Retype the entries in full.

Collected data entries >>
■ ■ ■

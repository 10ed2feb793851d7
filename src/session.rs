use std::path::{Path, PathBuf};
use std::sync::Arc;
use std::sync::atomic::{AtomicU64, Ordering};
use std::time::Instant;

use anyhow::{Context, Result};
use tokio::sync::{Mutex, RwLock, mpsc, watch};
use tokio::task::JoinHandle;
use tracing::{debug, info, warn};

use crate::config::CodeContextConfig;
use crate::graph::{GraphSnapshot, GraphStore};
use crate::indexer::scan_files;
use crate::output::IndexStats;
use crate::query;
use crate::walker::walk_project;
use crate::watcher::event::WatchEvent;
use crate::watcher::{WatcherHandle, incremental, start_watcher};

/// Shared handle to a session's graph.
pub type SharedStore = Arc<RwLock<GraphStore>>;

struct ActiveIndexing {
    root: PathBuf,
    watcher: WatcherHandle,
    events: JoinHandle<()>,
}

/// One indexed project: the graph, the watcher feeding it, and the write epoch.
///
/// Writers are the initial scan and a single event task, so the store sees one
/// writer at a time. Every write carries the epoch it was dispatched under and is
/// dropped if the epoch moved on; [`stop_indexing`](Self::stop_indexing) bumps the
/// epoch under the write lock, so nothing lands in the store after it returns.
pub struct ProjectSession {
    store: SharedStore,
    epoch: Arc<AtomicU64>,
    active: Mutex<Option<ActiveIndexing>>,
    config: Option<CodeContextConfig>,
    /// Context byte budget of the current config, readable without `active`.
    budget: watch::Sender<Option<usize>>,
}

impl Default for ProjectSession {
    fn default() -> Self {
        Self::new()
    }
}

impl ProjectSession {
    /// Session that loads `code-context.toml` from each indexed root.
    pub fn new() -> Self {
        Self {
            store: Arc::new(RwLock::new(GraphStore::new())),
            epoch: Arc::new(AtomicU64::new(0)),
            active: Mutex::new(None),
            config: None,
            budget: watch::channel(None).0,
        }
    }

    /// Session that uses `config` instead of reading it from the project root.
    pub fn with_config(config: CodeContextConfig) -> Self {
        Self {
            budget: watch::channel(config.context.max_bytes).0,
            config: Some(config),
            ..Self::new()
        }
    }

    /// The session's store, for collaborators that query it directly.
    pub fn store(&self) -> SharedStore {
        Arc::clone(&self.store)
    }

    /// Whether indexing is active. Waits for a `start_indexing` in progress.
    pub async fn is_indexing(&self) -> bool {
        self.active.lock().await.is_some()
    }

    /// Scan `root` into the graph, then keep it current from filesystem events.
    ///
    /// A no-op (logged) when indexing is already active. Returns statistics for the
    /// initial scan, or `None` for the no-op case.
    ///
    /// # Errors
    /// - `root` does not exist or cannot be resolved
    /// - the OS watcher cannot be started
    pub async fn start_indexing(&self, root: impl AsRef<Path>) -> Result<Option<IndexStats>> {
        let mut active = self.active.lock().await;
        if let Some(current) = active.as_ref() {
            info!(root = %current.root.display(), "indexing already active");
            return Ok(None);
        }

        let root = std::fs::canonicalize(root.as_ref())
            .with_context(|| format!("cannot resolve project root {}", root.as_ref().display()))?;
        let config = self
            .config
            .clone()
            .unwrap_or_else(|| CodeContextConfig::load(&root));
        self.budget.send_replace(config.context.max_bytes);
        let epoch = self.epoch.load(Ordering::SeqCst);

        // Subscribe before scanning so changes made during the scan are queued, not lost.
        let (watcher, rx) = start_watcher(&root, &config)
            .with_context(|| format!("cannot watch {}", root.display()))?;

        let stats = self.initial_scan(&root, &config, epoch).await?;

        let events = tokio::spawn(run_event_loop(
            Arc::clone(&self.store),
            Arc::clone(&self.epoch),
            epoch,
            rx,
        ));

        info!(
            root = %root.display(),
            files = stats.file_count,
            symbols = stats.symbol_count(),
            "indexing started"
        );
        *active = Some(ActiveIndexing {
            root,
            watcher,
            events,
        });
        Ok(Some(stats))
    }

    async fn initial_scan(
        &self,
        root: &Path,
        config: &CodeContextConfig,
        epoch: u64,
    ) -> Result<IndexStats> {
        let start = Instant::now();
        let (scan_root, scan_config) = (root.to_path_buf(), config.clone());
        let scan = tokio::task::spawn_blocking(move || {
            scan_files(&walk_project(&scan_root, &scan_config, false))
        })
        .await
        .context("initial scan task failed")?;

        let mut store = self.store.write().await;
        if self.epoch.load(Ordering::SeqCst) != epoch {
            debug!("discarding stale initial scan");
            return Ok(IndexStats::from_store(&store, 0, 0.0));
        }
        let unreadable = scan.unreadable;
        let parse_failed = scan.apply(&mut store);
        Ok(IndexStats::from_store(
            &store,
            unreadable + parse_failed,
            start.elapsed().as_secs_f64(),
        ))
    }

    /// Stop watching. Work already in flight is discarded rather than applied.
    ///
    /// The graph itself is kept; a later `start_indexing` rescans into it.
    pub async fn stop_indexing(&self) {
        let mut active = self.active.lock().await;
        let Some(current) = active.take() else {
            debug!("stop requested but indexing is not active");
            return;
        };

        {
            let _store = self.store.write().await;
            self.epoch.fetch_add(1, Ordering::SeqCst);
        }
        current.events.abort();
        current.watcher.stop();
        info!(root = %current.root.display(), "indexing stopped");
    }

    /// Insertion-ordered copy of the graph.
    pub async fn graph(&self) -> GraphSnapshot {
        self.store.read().await.snapshot()
    }

    /// Context document for `prompt`: ranked excerpts under a fixed header.
    ///
    /// Never fails; a prompt with no matches yields the header alone. Does not
    /// wait for a `start_indexing` in progress.
    pub async fn context_for_prompt(&self, prompt: &str) -> String {
        let max_bytes = *self.budget.borrow();
        query::context_for_prompt(&self.store, prompt, max_bytes).await
    }
}

/// Apply watch events one at a time until the channel closes or the epoch moves.
async fn run_event_loop(
    store: SharedStore,
    epoch: Arc<AtomicU64>,
    dispatched: u64,
    mut rx: mpsc::Receiver<WatchEvent>,
) {
    while let Some(event) = rx.recv().await {
        if epoch.load(Ordering::SeqCst) != dispatched {
            break;
        }
        debug!(path = %event.path().display(), "watch event");

        // Read + parse with no lock held.
        let change = match tokio::task::spawn_blocking(move || incremental::prepare(&event)).await {
            Ok(change) => change,
            Err(err) => {
                warn!("reindex task failed: {err}");
                continue;
            }
        };

        let mut guard = store.write().await;
        if epoch.load(Ordering::SeqCst) != dispatched {
            debug!("discarding change prepared before stop");
            break;
        }
        incremental::apply(&mut guard, change);
    }
}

■ ■ ■

Answer space >>
repository 10ed2feb793851d7
filename src/session.rs
use std::path::{Path, PathBuf};
use std::sync::Arc;
use std::sync::atomic::{AtomicU64, Ordering};
use std::time::Instant;

use anyhow::{Context, Result};
use tokio::sync::{Mutex, RwLock, mpsc, watch};
use tokio::task::JoinHandle;
use tracing::{debug, info, warn};

use crate::config::CodeContextConfig;
use crate::graph::{GraphSnapshot, GraphStore};
use crate::indexer::scan_files;
use crate::output::IndexStats;
use crate::query;
use crate::walker::walk_project;
use crate::watcher::event::WatchEvent;
use crate::watcher::{WatcherHandle, incremental, start_watcher};

/// Shared handle to a session's graph.
pub type SharedStore = Arc<RwLock<GraphStore>>;

struct ActiveIndexing {
    root: PathBuf,
    watcher: WatcherHandle,
    events: JoinHandle<()>,
}

/// One indexed project: the graph, the watcher feeding it, and the write epoch.
///
/// Writers are the initial scan and a single event task, so the store sees one
/// writer at a time. Every write carries the epoch it was dispatched under and is
/// dropped if the epoch moved on; [`stop_indexing`](Self::stop_indexing) bumps the
/// epoch under the write lock, so nothing lands in the store after it returns.
pub struct ProjectSession {
    store: SharedStore,
    epoch: Arc<AtomicU64>,
    active: Mutex<Option<ActiveIndexing>>,
    config: Option<CodeContextConfig>,
    /// Context byte budget of the current config, readable without `active`.
    budget: watch::Sender<Option<usize>>,
}

impl Default for ProjectSession {
    fn default() -> Self {
        Self::new()
    }
}

impl ProjectSession {
    /// Session that loads `code-context.toml` from each indexed root.
    pub fn new() -> Self {
        Self {
            store: Arc::new(RwLock::new(GraphStore::new())),
            epoch: Arc::new(AtomicU64::new(0)),
            active: Mutex::new(None),
            config: None,
            budget: watch::channel(None).0,
        }
    }

    /// Session that uses `config` instead of reading it from the project root.
    pub fn with_config(config: CodeContextConfig) -> Self {
        Self {
            budget: watch::channel(config.context.max_bytes).0,
            config: Some(config),
            ..Self::new()
        }
    }

    /// The session's store, for collaborators that query it directly.
    pub fn store(&self) -> SharedStore {
        Arc::clone(&self.store)
    }

    /// Whether indexing is active. Waits for a `start_indexing` in progress.
    pub async fn is_indexing(&self) -> bool {
        self.active.lock().await.is_some()
    }

    /// Scan `root` into the graph, then keep it current from filesystem events.
    ///
    /// A no-op (logged) when indexing is already active. Returns statistics for the
    /// initial scan, or `None` for the no-op case.
    ///
    /// # Errors
    /// - `root` does not exist or cannot be resolved
    /// - the OS watcher cannot be started
    pub async fn start_indexing(&self, root: impl AsRef<Path>) -> Result<Option<IndexStats>> {
        let mut active = self.active.lock().await;
        if let Some(current) = active.as_ref() {
            info!(root = %current.root.display(), "indexing already active");
            return Ok(None);
        }

        let root = std::fs::canonicalize(root.as_ref())
            .with_context(|| format!("cannot resolve project root {}", root.as_ref().display()))?;
        let config = self
            .config
            .clone()
            .unwrap_or_else(|| CodeContextConfig::load(&root));
        self.budget.send_replace(config.context.max_bytes);
        let epoch = self.epoch.load(Ordering::SeqCst);

        // Subscribe before scanning so changes made during the scan are queued, not lost.
        let (watcher, rx) = start_watcher(&root, &config)
            .with_context(|| format!("cannot watch {}", root.display()))?;

        let stats = self.initial_scan(&root, &config, epoch).await?;

        let events = tokio::spawn(run_event_loop(
            Arc::clone(&self.store),
            Arc::clone(&self.epoch),
            epoch,
            rx,
        ));

        info!(
            root = %root.display(),
            files = stats.file_count,
            symbols = stats.symbol_count(),
            "indexing started"
        );
        *active = Some(ActiveIndexing {
            root,
            watcher,
            events,
        });
        Ok(Some(stats))
    }

    async fn initial_scan(
        &self,
        root: &Path,
        config: &CodeContextConfig,
        epoch: u64,
    ) -> Result<IndexStats> {
        let start = Instant::now();
        let (scan_root, scan_config) = (root.to_path_buf(), config.clone());
        let scan = tokio::task::spawn_blocking(move || {
            scan_files(&walk_project(&scan_root, &scan_config, false))
        })
        .await
        .context("initial scan task failed")?;

        let mut store = self.store.write().await;
        if self.epoch.load(Ordering::SeqCst) != epoch {
            debug!("discarding stale initial scan");
            return Ok(IndexStats::from_store(&store, 0, 0.0));
        }
        let unreadable = scan.unreadable;
        let parse_failed = scan.apply(&mut store);
        Ok(IndexStats::from_store(
            &store,
            unreadable + parse_failed,
            start.elapsed().as_secs_f64(),
        ))
    }

    /// Stop watching. Work already in flight is discarded rather than applied.
    ///
    /// The graph itself is kept; a later `start_indexing` rescans into it.
    pub async fn stop_indexing(&self) {
        let mut active = self.active.lock().await;
        let Some(current) = active.take() else {
            debug!("stop requested but indexing is not active");
            return;
        };

        {
            let _store = self.store.write().await;
            self.epoch.fetch_add(1, Ordering::SeqCst);
        }
        current.events.abort();
        current.watcher.stop();
        info!(root = %current.root.display(), "indexing stopped");
    }

    /// Insertion-ordered copy of the graph.
    pub async fn graph(&self) -> GraphSnapshot {
        self.store.read().await.snapshot()
    }

    /// Context document for `prompt`: ranked excerpts under a fixed header.
    ///
    /// Never fails; a prompt with no matches yields the header alone. Does not
    /// wait for a `start_indexing` in progress.
    pub async fn context_for_prompt(&self, prompt: &str) -> String {
        let max_bytes = *self.budget.borrow();
        query::context_for_prompt(&self.store, prompt, max_bytes).await
    }
}

/// Apply watch events one at a time until the channel closes or the epoch moves.
async fn run_event_loop(
    store: SharedStore,
    epoch: Arc<AtomicU64>,
    dispatched: u64,
    mut rx: mpsc::Receiver<WatchEvent>,
) {
    while let Some(event) = rx.recv().await {
        if epoch.load(Ordering::SeqCst) != dispatched {
            break;
        }
        debug!(path = %event.path().display(), "watch event");

        // Read + parse with no lock held.
        let change = match tokio::task::spawn_blocking(move || incremental::prepare(&event)).await {
            Ok(change) => change,
            Err(err) => {
                warn!("reindex task failed: {err}");
                continue;
            }
        };

        let mut guard = store.write().await;
        if epoch.load(Ordering::SeqCst) != dispatched {
            debug!("discarding change prepared before stop");
            break;
        }
        incremental::apply(&mut guard, change);
    }
}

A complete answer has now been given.